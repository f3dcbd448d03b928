//! Device discovery announcement.
//!
//! The supervisor learns about the device and its entities from a single
//! JSON document published retained to `<prefix>/device/<device_id>/config`:
//!
//! ```json
//! {
//!   "device": { "identifiers": ["virgo-01"], "name": "Virgo" },
//!   "o": { "name": "virgo-fw" },
//!   "cmps": {
//!     "relay": {
//!       "p": "switch",
//!       "name": "Relay",
//!       "unique_id": "virgo-01-relay",
//!       "stat_t": "virgo/relay/state",
//!       "cmd_t": "virgo/relay/set"
//!     }
//!   }
//! }
//! ```
//!
//! Only the structure is checked here: `device` must be an object and `cmps`
//! a non-empty object. The content of components is the supervisor's concern.

use core::fmt;
use core::fmt::Write as _;

use heapless::String;
use serde::de::{Deserialize, Deserializer, IgnoredAny, MapAccess, Visitor};

use crate::session::TOPIC_LEN;

/// Why a discovery payload was not announced.
#[derive(Debug, PartialEq, Eq, Clone, Copy)]
pub enum DiscoveryError {
    /// No payload was supplied.
    Missing,
    /// Not a JSON object, or `device`/`cmps` is not an object.
    Malformed,
    /// The `device` object is absent.
    MissingDevice,
    /// The `cmps` object is absent.
    MissingComponents,
    /// The `cmps` object has no entries.
    NoComponents,
    /// The topic does not fit its buffer.
    TopicTooLong,
}

#[cfg(feature = "defmt")]
impl defmt::Format for DiscoveryError {
    fn format(&self, f: defmt::Formatter) {
        match self {
            DiscoveryError::Missing => defmt::write!(f, "Missing"),
            DiscoveryError::Malformed => defmt::write!(f, "Malformed"),
            DiscoveryError::MissingDevice => defmt::write!(f, "MissingDevice"),
            DiscoveryError::MissingComponents => defmt::write!(f, "MissingComponents"),
            DiscoveryError::NoComponents => defmt::write!(f, "NoComponents"),
            DiscoveryError::TopicTooLong => defmt::write!(f, "TopicTooLong"),
        }
    }
}

/// A JSON object whose members are counted and otherwise ignored.
struct Object {
    members: usize,
}

impl<'de> Deserialize<'de> for Object {
    fn deserialize<D: Deserializer<'de>>(deserializer: D) -> Result<Self, D::Error> {
        struct CountMembers;

        impl<'de> Visitor<'de> for CountMembers {
            type Value = Object;

            fn expecting(&self, f: &mut fmt::Formatter) -> fmt::Result {
                f.write_str("a JSON object")
            }

            fn visit_map<A: MapAccess<'de>>(self, mut map: A) -> Result<Object, A::Error> {
                let mut members = 0;
                while map.next_key::<&'de str>()?.is_some() {
                    map.next_value::<IgnoredAny>()?;
                    members += 1;
                }
                Ok(Object { members })
            }
        }

        deserializer.deserialize_map(CountMembers)
    }
}

#[derive(serde::Deserialize)]
struct Announcement {
    device: Option<Object>,
    cmps: Option<Object>,
}

/// Checks the structure of a discovery payload.
///
/// Returns the number of components on success.
pub fn validate(payload: &str) -> Result<usize, DiscoveryError> {
    if payload.trim().is_empty() {
        return Err(DiscoveryError::Missing);
    }
    let (doc, _) = serde_json_core::from_str::<Announcement>(payload)
        .map_err(|_| DiscoveryError::Malformed)?;
    doc.device.ok_or(DiscoveryError::MissingDevice)?;
    let cmps = doc.cmps.ok_or(DiscoveryError::MissingComponents)?;
    if cmps.members == 0 {
        return Err(DiscoveryError::NoComponents);
    }
    Ok(cmps.members)
}

/// Builds `<prefix>/device/<device_id>/config`.
pub fn topic(prefix: &str, device_id: &str) -> Result<String<TOPIC_LEN>, DiscoveryError> {
    let mut topic = String::new();
    write!(topic, "{}/device/{}/config", prefix, device_id)
        .map_err(|_| DiscoveryError::TopicTooLong)?;
    Ok(topic)
}

/// Validates `payload` and builds its topic in one step.
///
/// Returns the payload, its topic and the component count, or
/// [`Error::Discovery`](crate::Error::Discovery) naming the failed check.
pub fn prepare<'p>(
    payload: Option<&'p str>,
    prefix: &str,
    device_id: &str,
) -> Result<(&'p str, String<TOPIC_LEN>, usize), crate::Error> {
    let payload = payload.ok_or(DiscoveryError::Missing)?;
    let count = validate(payload)?;
    Ok((payload, topic(prefix, device_id)?, count))
}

##########

Task to carry out: Begin at the line containing "let (doc, _)" and reproduce each line through the end of the records above.

Exercise result:
    let (doc, _) = serde_json_core::from_str::<Announcement>(payload)
        .map_err(|_| DiscoveryError::Malformed)?;
    doc.device.ok_or(DiscoveryError::MissingDevice)?;
    let cmps = doc.cmps.ok_or(DiscoveryError::MissingComponents)?;
    if cmps.members == 0 {
        return Err(DiscoveryError::NoComponents);
    }
    Ok(cmps.members)
}

/// Builds `<prefix>/device/<device_id>/config`.
pub fn topic(prefix: &str, device_id: &str) -> Result<String<TOPIC_LEN>, DiscoveryError> {
    let mut topic = String::new();
    write!(topic, "{}/device/{}/config", prefix, device_id)
        .map_err(|_| DiscoveryError::TopicTooLong)?;
    Ok(topic)
}

/// Validates `payload` and builds its topic in one step.
///
/// Returns the payload, its topic and the component count, or
/// [`Error::Discovery`](crate::Error::Discovery) naming the failed check.
pub fn prepare<'p>(
    payload: Option<&'p str>,
    prefix: &str,
    device_id: &str,
) -> Result<(&'p str, String<TOPIC_LEN>, usize), crate::Error> {
    let payload = payload.ok_or(DiscoveryError::Missing)?;
    let count = validate(payload)?;
    Ok((payload, topic(prefix, device_id)?, count))
}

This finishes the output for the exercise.